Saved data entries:
>>>>

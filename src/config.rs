use crate::aoi::AoiSource;
use crate::catalog::SceneQuery;
use crate::error::Error;
use crate::order::DownloadOptions;
use crate::vector::VectorFormat;
use anyhow::Result;
use secrecy::SecretString;
use serde::{Deserialize, Serialize};
use std::fs;
use std::path::{Path, PathBuf};
use std::time::Duration;
use url::Url;

pub const API_KEY_ENV: &str = "PL_API_KEY";
pub const DEFAULT_DOWNLOAD_DIR: &str = "./planet_downloads";

const DATA_URL: &str = "https://api.planet.com/data/v1/";
const ORDERS_URL: &str = "https://api.planet.com/compute/ops/orders/v2/";

/// What to search for and how to order it.
#[derive(Deserialize, Serialize, Clone, Debug)]
pub struct AcquisitionRequest {
    pub aoi: AoiSource,
    pub start_date: String,
    pub end_date: String,
    #[serde(default = "default_item_types")]
    pub item_types: Vec<String>,
    #[serde(default = "default_bundles")]
    pub bundles: Vec<String>,
    #[serde(default = "default_cloud_cover")]
    pub cloud_cover: f64,
    #[serde(default)]
    pub provider: ProviderConfig,
}

pub fn default_item_types() -> Vec<String> {
    vec!["PSScene".to_string()]
}

pub fn default_bundles() -> Vec<String> {
    vec!["analytic_udm2".to_string()]
}

pub fn default_cloud_cover() -> f64 {
    0.2
}

impl AcquisitionRequest {
    pub fn read<P: AsRef<Path>>(path: P) -> Result<Self> {
        let content = fs::read_to_string(path)?;
        let request: Self = toml::from_str(&content)?;
        Ok(request)
    }

    pub fn write<P: AsRef<Path>>(self: &Self, path: P) -> Result<()> {
        let content = toml::to_string_pretty(self)?;
        fs::write(path, content)?;
        Ok(())
    }

    pub fn query(self: &Self) -> SceneQuery {
        SceneQuery {
            start_date: self.start_date.clone(),
            end_date: self.end_date.clone(),
            item_types: self.item_types.clone(),
            cloud_cover: self.cloud_cover,
        }
    }
}

/// Where results land and how downloads behave.
#[derive(Clone, Debug)]
pub struct OutputOptions {
    pub download_dir: PathBuf,
    pub metadata_format: VectorFormat,
    pub download: DownloadOptions,
    /// Order plan file rewritten after every order state change.
    pub ledger: Option<PathBuf>,
}

impl Default for OutputOptions {
    fn default() -> Self {
        Self {
            download_dir: PathBuf::from(DEFAULT_DOWNLOAD_DIR),
            metadata_format: VectorFormat::GeoJson,
            download: DownloadOptions::default(),
            ledger: None,
        }
    }
}

/// Endpoints and polling cadence of the provider.
#[derive(Deserialize, Serialize, Clone, Debug, PartialEq)]
#[serde(default)]
pub struct ProviderConfig {
    pub data_url: Url,
    pub orders_url: Url,
    pub poll_interval_secs: u64,
    pub max_poll_attempts: u32,
    pub page_size: u32,
}

impl Default for ProviderConfig {
    fn default() -> Self {
        Self {
            data_url: Url::parse(DATA_URL).expect("DATA_URL should always parse"),
            orders_url: Url::parse(ORDERS_URL).expect("ORDERS_URL should always parse"),
            poll_interval_secs: 30,
            max_poll_attempts: 200,
            page_size: 250,
        }
    }
}

impl ProviderConfig {
    pub fn poll_interval(&self) -> Duration {
        Duration::from_secs(self.poll_interval_secs)
    }
}

/// Provider credential. Never printed.
#[derive(Debug)]
pub struct ApiKey(SecretString);

impl ApiKey {
    pub fn new(key: impl Into<String>) -> Self {
        Self(SecretString::from(key.into()))
    }

    /// Uses `explicit` when given, otherwise the `PL_API_KEY` environment
    /// variable.
    pub fn resolve(explicit: Option<String>) -> Result<Self, Error> {
        Self::resolve_with(explicit, |name| std::env::var(name).ok())
    }

    fn resolve_with(
        explicit: Option<String>,
        lookup: impl Fn(&str) -> Option<String>,
    ) -> Result<Self, Error> {
        explicit
            .or_else(|| lookup(API_KEY_ENV))
            .filter(|key| !key.trim().is_empty())
            .map(Self::new)
            .ok_or(Error::MissingApiKey)
    }

    pub fn secret(&self) -> &SecretString {
        &self.0
    }
}

#[cfg(test)]
mod tests {
    use super::*;
    use secrecy::ExposeSecret;

    const REQUEST: &str = r#"
aoi = "inputs/utuado.geojson"
start_date = "2020-01-01"
end_date = "2020-02-01"
bundles = ["analytic_udm2", "visual"]
"#;

    #[test]
    fn test_defaults_fill_missing_fields() {
        let request: AcquisitionRequest = toml::from_str(REQUEST).unwrap();
        assert!(matches!(request.aoi, AoiSource::File(ref p) if p.ends_with("utuado.geojson")));
        assert_eq!(request.item_types, vec!["PSScene"]);
        assert_eq!(request.bundles, vec!["analytic_udm2", "visual"]);
        assert_eq!(request.cloud_cover, 0.2);
        assert_eq!(request.provider, ProviderConfig::default());
        assert_eq!(request.provider.poll_interval(), Duration::from_secs(30));
    }

    #[test]
    fn test_inline_geometry_and_provider_table() {
        let content = r#"
start_date = "2020-01-01"
end_date = "2020-02-01"
cloud_cover = 0.1

[aoi]
type = "Polygon"
coordinates = [[[-66.73, 18.30], [-66.73, 18.25], [-66.65, 18.25], [-66.65, 18.30], [-66.73, 18.30]]]

[provider]
poll_interval_secs = 5
"#;
        let request: AcquisitionRequest = toml::from_str(content).unwrap();
        assert!(matches!(request.aoi, AoiSource::Geometry(_)));
        assert_eq!(request.provider.poll_interval_secs, 5);
        assert_eq!(request.provider.max_poll_attempts, 200);
    }

    #[test]
    fn test_write_then_read() {
        let dir = tempfile::tempdir().unwrap();
        let path = dir.path().join("request.toml");
        let request: AcquisitionRequest = toml::from_str(REQUEST).unwrap();
        request.write(&path).unwrap();

        let read = AcquisitionRequest::read(&path).unwrap();
        assert_eq!(read.bundles, request.bundles);
        assert_eq!(read.start_date, "2020-01-01");
    }

    #[test]
    fn test_api_key_resolution_order() {
        let env = |_: &str| Some("from-env".to_string());
        let none = |_: &str| None;

        let key = ApiKey::resolve_with(Some("explicit".to_string()), env).unwrap();
        assert_eq!(key.secret().expose_secret(), "explicit");

        let key = ApiKey::resolve_with(None, env).unwrap();
        assert_eq!(key.secret().expose_secret(), "from-env");

        let err = ApiKey::resolve_with(None, none).unwrap_err();
        assert!(matches!(err, Error::MissingApiKey));

        let err = ApiKey::resolve_with(Some("  ".to_string()), none).unwrap_err();
        assert!(matches!(err, Error::MissingApiKey));
    }

    #[test]
    fn test_api_key_is_redacted() {
        let key = ApiKey::new("super-secret");
        assert!(!format!("{key:?}").contains("super-secret"));
    }
}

<<<<

• _Directions for this task_
Extract every line of the records above that contains the word "impl".

• _Answer section_
impl AcquisitionRequest {
impl Default for OutputOptions {
impl Default for ProviderConfig {
impl ProviderConfig {
impl ApiKey {
    pub fn new(key: impl Into<String>) -> Self {
        lookup: impl Fn(&str) -> Option<String>,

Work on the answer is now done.